A number of Core Foundation and Cocoa instances can simply be type-cast to each other, such as CFString and NSString objects. This document explains how to manage Core Foundation objects in Cocoa. See “Object Ownership and Disposal” for general information on object ownership.

Important: This article describes using Cocoa and Core Foundation in a reference counted environment. The semantics are different if you are using garbage collection‚Äîsee Garbage Collection Programming Guide.

Core Foundation's memory allocation policy is that you need to release values returned by functions with “Copy” or “Create” in their name; you should not release values returned by functions that do not have “Copy” or “Create” in their name.

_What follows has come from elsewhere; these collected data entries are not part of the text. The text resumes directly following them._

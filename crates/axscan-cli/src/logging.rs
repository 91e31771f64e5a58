//! Subscriber setup. Logs go to stderr or a file so stdout stays clean for
//! report output.

use std::path::Path;

use tracing_appender::non_blocking::WorkerGuard;
use tracing_subscriber::{EnvFilter, fmt, prelude::*};

use crate::cli::Cli;

const DEFAULT_LOG_FILENAME: &str = "axscan.log";

pub fn init_logging(cli: &Cli) -> Option<WorkerGuard> {
    let level = cli.log_level.as_tracing_level();
    let filter = EnvFilter::from_default_env().add_directive(level.into());

    if let Some(ref log_file) = cli.log_file {
        Some(init_file_logging(log_file, filter, cli.log_json))
    } else {
        init_stderr_logging(filter, cli.log_json);
        None
    }
}

fn init_stderr_logging(filter: EnvFilter, json: bool) {
    let subscriber = tracing_subscriber::registry().with(filter);

    if json {
        subscriber
            .with(fmt::layer().json().with_writer(std::io::stderr))
            .init();
    } else {
        subscriber
            .with(fmt::layer().with_writer(std::io::stderr).with_target(false))
            .init();
    }
}

fn init_file_logging(path: &Path, filter: EnvFilter, json: bool) -> WorkerGuard {
    let (parent, filename) = split_log_path(path);

    let file_appender = tracing_appender::rolling::never(parent, filename);
    let (non_blocking, guard) = tracing_appender::non_blocking(file_appender);

    let subscriber = tracing_subscriber::registry().with(filter);

    if json {
        subscriber
            .with(fmt::layer().json().with_writer(non_blocking))
            .init();
    } else {
        subscriber
            .with(fmt::layer().with_ansi(false).with_writer(non_blocking))
            .init();
    }

    guard
}

fn split_log_path(path: &Path) -> (&Path, &str) {
    let parent = path
        .parent()
        .filter(|p| !p.as_os_str().is_empty())
        .unwrap_or(Path::new("."));
    let filename = path
        .file_name()
        .and_then(|s| s.to_str())
        .unwrap_or(DEFAULT_LOG_FILENAME);
    (parent, filename)
}
use super::{Piece, PieceType, Player, Position, Square};
use crate::error::{Error, Result};
use crate::masks::{CASTLING_ROOK_DEST, CASTLING_ROOK_START};
use crate::mov::{Move, MoveType};

use log::{debug, trace, warn};

impl Position {
    /// Make a move on the board and update the `Position`.
    ///
    /// The move is trusted: it should be one of the pseudo-legal moves of its
    /// piece, as returned by [`Position::generate`]. Use [`Position::play`] to
    /// have it checked first.
    ///
    /// The update runs in this order: en passant capture, new en passant square,
    /// castling rights, castling rook, ordinary capture, the move itself with
    /// promotion, and finally the turn.
    pub fn make_move(&mut self, mov: Move) {
        debug_assert_ne!(mov.orig(), mov.dest());
        debug_assert_eq!(self.piece_at_sq(mov.orig()), mov.piece());

        let ty = mov.classify(self);
        let piece = mov.piece();
        let us = piece.player();
        let from = mov.orig();
        let to = mov.dest();
        trace!("making {} ({:?})", mov, ty);

        // En passant: the captured pawn sits behind the destination.
        if ty.contains(MoveType::EN_PASSANT) {
            let cap_sq = Square((to.0 as i8 - us.pawn_push()) as u8);
            let captured = Piece::make(!us, PieceType::Pawn);
            if self.piece_at_sq(cap_sq) == captured {
                self.remove_piece_c(captured, cap_sq);
            }
        }

        self.ep_square = if ty.contains(MoveType::DOUBLE_PUSH) {
            Some(Square((to.0 as i8 - us.pawn_push()) as u8))
        } else {
            None
        };

        let rights = self.castling_rights.update(piece, from, to);
        if rights != self.castling_rights {
            debug!("castling rights {} -> {}", self.castling_rights, rights);
        }
        self.castling_rights = rights;

        if let Some(side) = mov.castle_type() {
            self.relocate_castling_rook(us, side as usize);
        }

        let captured = self.piece_at_sq(to);
        if !captured.is_none() {
            trace!("{} captures {} on {}", piece.code(), captured.code(), to);
            self.remove_piece_c(captured, to);
        }

        self.move_piece_c(piece, from, to);
        if ty.contains(MoveType::PROMOTION) {
            self.remove_piece_c(piece, to);
            self.put_piece_c(Piece::make(us, PieceType::Queen), to);
        }

        self.turn = !self.turn;
        debug_assert!(self.is_consistent(), "{:?}", self);
    }

    /// Moves the rook that goes with a castle of `player` on `side`, if it is
    /// still standing on its home square.
    fn relocate_castling_rook(&mut self, player: Player, side: usize) {
        let r_orig = CASTLING_ROOK_START[player as usize][side];
        let r_dest = CASTLING_ROOK_DEST[player as usize][side];
        let rook = Piece::make(player, PieceType::Rook);

        if self.piece_at_sq(r_orig) == rook && self.piece_at_sq(r_dest).is_none() {
            self.move_piece_c(rook, r_orig, r_dest);
        } else {
            warn!("{} castles without a rook on {}", player, r_orig);
        }
    }

    /// Checks `mov` against the pseudo-legal moves of the piece on its origin and
    /// makes it. Only the side to move may play. On error the position is left
    /// untouched.
    pub fn play(&mut self, mov: Move) -> Result<()> {
        let piece = mov.piece();
        let legal = !piece.is_none()
            && piece.player() == self.turn
            && self.piece_at_sq(mov.orig()) == piece
            && self.generate(piece, mov.orig()).contains(mov.dest());

        if !legal {
            warn!("rejected {}", mov);
            return Err(Error::IllegalMove {
                piece,
                orig: mov.orig(),
                dest: mov.dest(),
            });
        }

        self.make_move(mov);
        Ok(())
    }
}
use bitmove::perft::{perft, PerftArgs};
use bitmove_core::perft::divide;
use bitmove_core::Position;

#[test]
fn counts_from_the_start() {
    let mut out = Vec::new();
    let nodes = perft(&PerftArgs { depth: 3, divide: false }, &mut out).unwrap();
    assert_eq!(nodes, 8_902);
    assert_eq!(String::from_utf8(out).unwrap(), "Nodes: 8,902\n");
}

#[test]
fn divide_lists_every_first_move() {
    let mut out = Vec::new();
    let nodes = perft(&PerftArgs { depth: 2, divide: true }, &mut out).unwrap();
    assert_eq!(nodes, 400);

    let text = String::from_utf8(out).unwrap();
    let lines: Vec<&str> = text.lines().collect();
    assert_eq!(lines.len(), 21);
    assert!(lines.contains(&"e2e4: 20"));
    assert!(lines.contains(&"g1f3: 20"));
    assert_eq!(lines[20], "Nodes: 400");
}

#[test]
fn divide_matches_core() {
    let split = divide(&Position::start_pos(), 1);
    assert!(split.iter().all(|(_, nodes)| *nodes == 1));
    assert_eq!(split.len(), 20);
}
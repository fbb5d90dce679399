use crate::masks::*;
use crate::position::Square;

use std::fmt;
use std::ops::*;

/// A set of squares, one bit per square. Bit `i` is `Square(i)`.
#[derive(Copy, Clone, Debug, Default, Eq, PartialEq, Hash)]
#[repr(transparent)]
pub struct Bitboard(pub u64);

impl Bitboard {
    /// Bitboard with no squares.
    pub const EMPTY: Bitboard = Bitboard(0);
    /// Bitboard of all squares.
    pub const ALL: Bitboard = Bitboard(ALL);
    /// Bitboard of File A.
    pub const FILE_A: Bitboard = Bitboard(FILE_A);
    /// Bitboard of File H.
    pub const FILE_H: Bitboard = Bitboard(FILE_H);
    /// Bitboard of Rank 1.
    pub const RANK_1: Bitboard = Bitboard(RANK_1);
    /// Bitboard of Rank 8.
    pub const RANK_8: Bitboard = Bitboard(RANK_8);

    /// Returns the count of set bits in the `Bitboard`.
    #[inline(always)]
    pub fn popcnt(&self) -> u32 {
        self.0.count_ones()
    }

    /// Returns the number of trailing zeros in the `Bitboard`. For a non-empty
    /// board this is the index of the lowest set bit.
    #[inline(always)]
    pub fn bsf(&self) -> u32 {
        self.0.trailing_zeros()
    }

    /// Toggles off the current lowest significant bit which is set.
    #[inline(always)]
    pub fn toggle_lsb(&mut self) {
        *self &= *self - 1u64;
    }

    /// Returns true iff the `Bitboard` has no bits set.
    #[inline(always)]
    pub fn is_empty(&self) -> bool {
        self.0 == 0
    }

    /// Returns true iff the `Bitboard` has at least one bit set.
    #[inline(always)]
    pub fn is_not_empty(&self) -> bool {
        self.0 != 0
    }

    /// Returns true iff `sq` is a member of the set.
    #[inline(always)]
    pub fn contains(self, sq: Square) -> bool {
        (self & sq.to_bb()).is_not_empty()
    }

    /// Shifts every bit by `delta` squares: towards rank 8 for a positive delta,
    /// towards rank 1 for a negative one. Bits pushed past either end of the board
    /// are dropped; wrapping across the a/h files is left to the caller to mask.
    #[inline(always)]
    pub fn shift(self, delta: i8) -> Bitboard {
        if delta >= 0 {
            Bitboard(self.0 << delta)
        } else {
            Bitboard(self.0 >> -delta)
        }
    }

    /// Returns the square for a given bitboard.
    ///
    /// # Panics
    ///
    /// In debug mode, panics if not exactly one bit is set.
    #[inline(always)]
    pub fn to_square(&self) -> Square {
        debug_assert!(self.popcnt() == 1);
        Square(self.bsf() as u8)
    }
}

impl_bit_ops!(Bitboard, u64);

impl std::iter::Iterator for Bitboard {
    type Item = Square;

    #[inline(always)]
    fn next(&mut self) -> Option<Square> {
        match self.bsf() {
            64 => None,
            x => {
                self.toggle_lsb();
                Some(Square(x as u8))
            }
        }
    }
}

impl FromIterator<Square> for Bitboard {
    fn from_iter<I: IntoIterator<Item = Square>>(iter: I) -> Self {
        iter.into_iter()
            .fold(Bitboard::EMPTY, |bb, sq| bb | sq.to_bb())
    }
}

impl fmt::Display for Bitboard {
    fn fmt(&self, f: &mut fmt::Formatter<'_>) -> fmt::Result {
        writeln!(f)?;
        writeln!(f, "   ┌────────────────────────┐")?;
        for rank in (0..8u8).rev() {
            write!(f, " {} │", rank + 1)?;
            for file in 0..8u8 {
                if self.contains(Square(rank * 8 + file)) {
                    write!(f, " 1 ")?;
                } else {
                    write!(f, " . ")?;
                }
            }
            writeln!(f, "│")?;
        }
        writeln!(f, "   └────────────────────────┘")?;
        writeln!(f, "     a  b  c  d  e  f  g  h ")
    }
}
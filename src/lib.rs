//! Command-line front end for `bitmove_core`: a line-oriented game session on
//! stdin/stdout and a one-shot perft counter.

pub mod cmdline;
pub mod perft;
pub mod sess;
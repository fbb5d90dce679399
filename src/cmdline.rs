use crate::perft::{self, PerftArgs};
use crate::sess::{CommandError, Shell};

use clap::Parser;
use log::LevelFilter;

use std::io;

#[derive(Parser, Debug)]
#[clap(author, version, about, long_about = None)]
pub struct Args {
    /// Most verbose level of log output written to stderr
    #[clap(short, long, default_value = "info")]
    pub log_level: LevelFilter,

    /// Count move paths from the start position to this depth, then exit
    #[clap(short, long)]
    pub perft: Option<usize>,

    /// With --perft, break the count down by first move
    #[clap(short, long)]
    pub divide: bool,
}

/// Runs the mode selected by `args`: a perft count if one was asked for,
/// otherwise an interactive session on stdin/stdout.
pub fn run(args: &Args) -> Result<(), CommandError> {
    if let Some(depth) = args.perft {
        let perft_args = PerftArgs {
            depth,
            divide: args.divide,
        };
        perft::perft(&perft_args, &mut io::stdout())?;
        return Ok(());
    }

    let stdin = io::stdin();
    let mut shell = Shell::new();
    shell.run(stdin.lock(), &mut io::stdout())?;
    Ok(())
}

The conventions used by both Core Foundation and Cocoa are very similar, and because the allocation/retain/release implementations are compatible—equivalent functions and methods from each environment can be used in an intermixed fashion. So,

NSString *str = [[NSString alloc] initWithCharacters: ...];
...
[str release];

is equivalent to

CFStringRef str = CFStringCreateWithCharacters(...);
 ...
CFRelease(str);

and

NSString *str = (NSString *)CFStringCreateWithCharacters(...);
 ...
[str release];

and

 NSString *str = (NSString *)CFStringCreateWithCharacters(...);
 ...
[str autorelease];

As these code samples show, once created, the type-casted objects can be treated as Cocoa or Core Foundation and look “native” in each environment.